Halkların Demokratik Partisi (HDP) Sözcüsü Ayhan Bilgen, partinin genel merkezinde yapılan Merkez Yürütme Kurulu (MYK) toplantısına verilen basın toplantısı düzenledi.
HDP’deki kongre süreciyle ilgili değerlendirmelerde bulunan Bilgen, gazeteci Metin Göktepe’nin ölümünün yıldönümü olduğunu hatırlattı ve “Bugün gazeteciler daha farklı baskılara maruz kalıyorlar, işlerini yapmaları tehdit olarak görülüyor” dedi.
Hakkında 16 yıl 8 ay hapis cezasına hükmedilen tutuklu HDP Diyarbakır Milletvekili İdris Baluken’in durumuna da değinen Ayhan Bilgen, cezayı “Baluken’in çözüm sürecinde gösterdiği çabaların cezalandırılması” olarak değerlendirdiklerini açıkladı.
“Her değerlendirmeyi, eleştiriyi dikkatle ele alıyoruz”

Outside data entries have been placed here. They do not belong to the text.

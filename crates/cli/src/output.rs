//! Output formatting for CLI

use clap::ValueEnum;
use comfy_table::{presets::UTF8_FULL, Cell, Color, ContentArrangement, Table};
use serde::Serialize;
use shelfwalk_e2e::{Report, ScenarioResult, Verdict};

/// Output format
#[derive(Debug, Clone, Copy, ValueEnum, Default, PartialEq, Eq)]
pub enum OutputFormat {
    /// Human-readable table format
    #[default]
    Table,
    /// JSON format
    Json,
}

/// Trait for items that can be displayed in a table
pub trait TableDisplay {
    fn headers() -> Vec<&'static str>;
    fn row(&self) -> Vec<String>;
}

fn table() -> Table {
    let mut table = Table::new();
    table
        .load_preset(UTF8_FULL)
        .set_content_arrangement(ContentArrangement::Dynamic);
    table
}

/// Print a list of items
pub fn print_list<T: Serialize + TableDisplay>(items: &[T], format: OutputFormat) {
    if items.is_empty() && format == OutputFormat::Table {
        println!("No scenarios found.");
        return;
    }

    match format {
        OutputFormat::Table => {
            let mut table = table();
            table.set_header(T::headers());
            for item in items {
                table.add_row(item.row());
            }
            println!("{table}");
        }
        OutputFormat::Json => {
            println!("{}", serde_json::to_string_pretty(items).unwrap_or_default());
        }
    }
}

fn status_cell(result: &ScenarioResult) -> Cell {
    match result.verdict {
        Verdict::Pass => Cell::new("PASS").fg(Color::Green),
        Verdict::Fail(_) => Cell::new("FAIL").fg(Color::Red),
    }
}

/// Print the run report: one row per scenario, then failure details.
pub fn print_report(report: &Report, format: OutputFormat) {
    if format == OutputFormat::Json {
        println!("{}", serde_json::to_string_pretty(report).unwrap_or_default());
        return;
    }

    let mut summary = table();
    summary.set_header(vec!["Scenario", "Status", "Duration", "Failed step", "Kind"]);
    for result in &report.scenarios {
        let failure = result.verdict.failure();
        summary.add_row(vec![
            Cell::new(&result.name),
            status_cell(result),
            Cell::new(format!("{} ms", result.duration_ms)),
            Cell::new(
                failure
                    .and_then(|f| f.step_name.clone())
                    .unwrap_or_else(|| "-".to_string()),
            ),
            Cell::new(failure.map(|f| f.kind.to_string()).unwrap_or_else(|| "-".to_string())),
        ]);
    }
    println!("{summary}");

    for (name, failure) in report.failures() {
        println!();
        print_error(&format!("{}: {}", name, failure.reason));
        if let Some(url) = &failure.snapshot.url {
            println!("   url:        {}", url);
        }
        for banner in &failure.snapshot.banners {
            println!("   banner:     {}", banner);
        }
        if !failure.snapshot.dom_excerpt.is_empty() {
            println!("   page:       {}", failure.snapshot.dom_excerpt);
        }
        if let Some(path) = &failure.snapshot.screenshot {
            println!("   screenshot: {}", path.display());
        }
    }

    println!();
    let line = format!(
        "{} passed, {} failed ({} ms)",
        report.passed, report.failed, report.duration_ms
    );
    if report.all_passed() {
        print_success(&line);
    } else {
        print_error(&line);
    }
}

/// Print success message
pub fn print_success(message: &str) {
    println!("✅ {}", message);
}

/// Print error message
pub fn print_error(message: &str) {
    eprintln!("❌ {}", message);
}

/// Print warning message
pub fn print_warning(message: &str) {
    eprintln!("⚠️  {}", message);
}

MYK toplantısında kongre hazırlıklarıyla ilgili değerlendirmelerin de yapıldığını belirten Bilgen, şu açıklamayı yaptı:
“Bir kongre komisyonumuz var. Komisyon, bölge konferansları organize ediyor. Farklı toplumsal kesimlerin değerlendirmelerini almak amacıyla STK’larla da buluşmalar gerçekleşiyor.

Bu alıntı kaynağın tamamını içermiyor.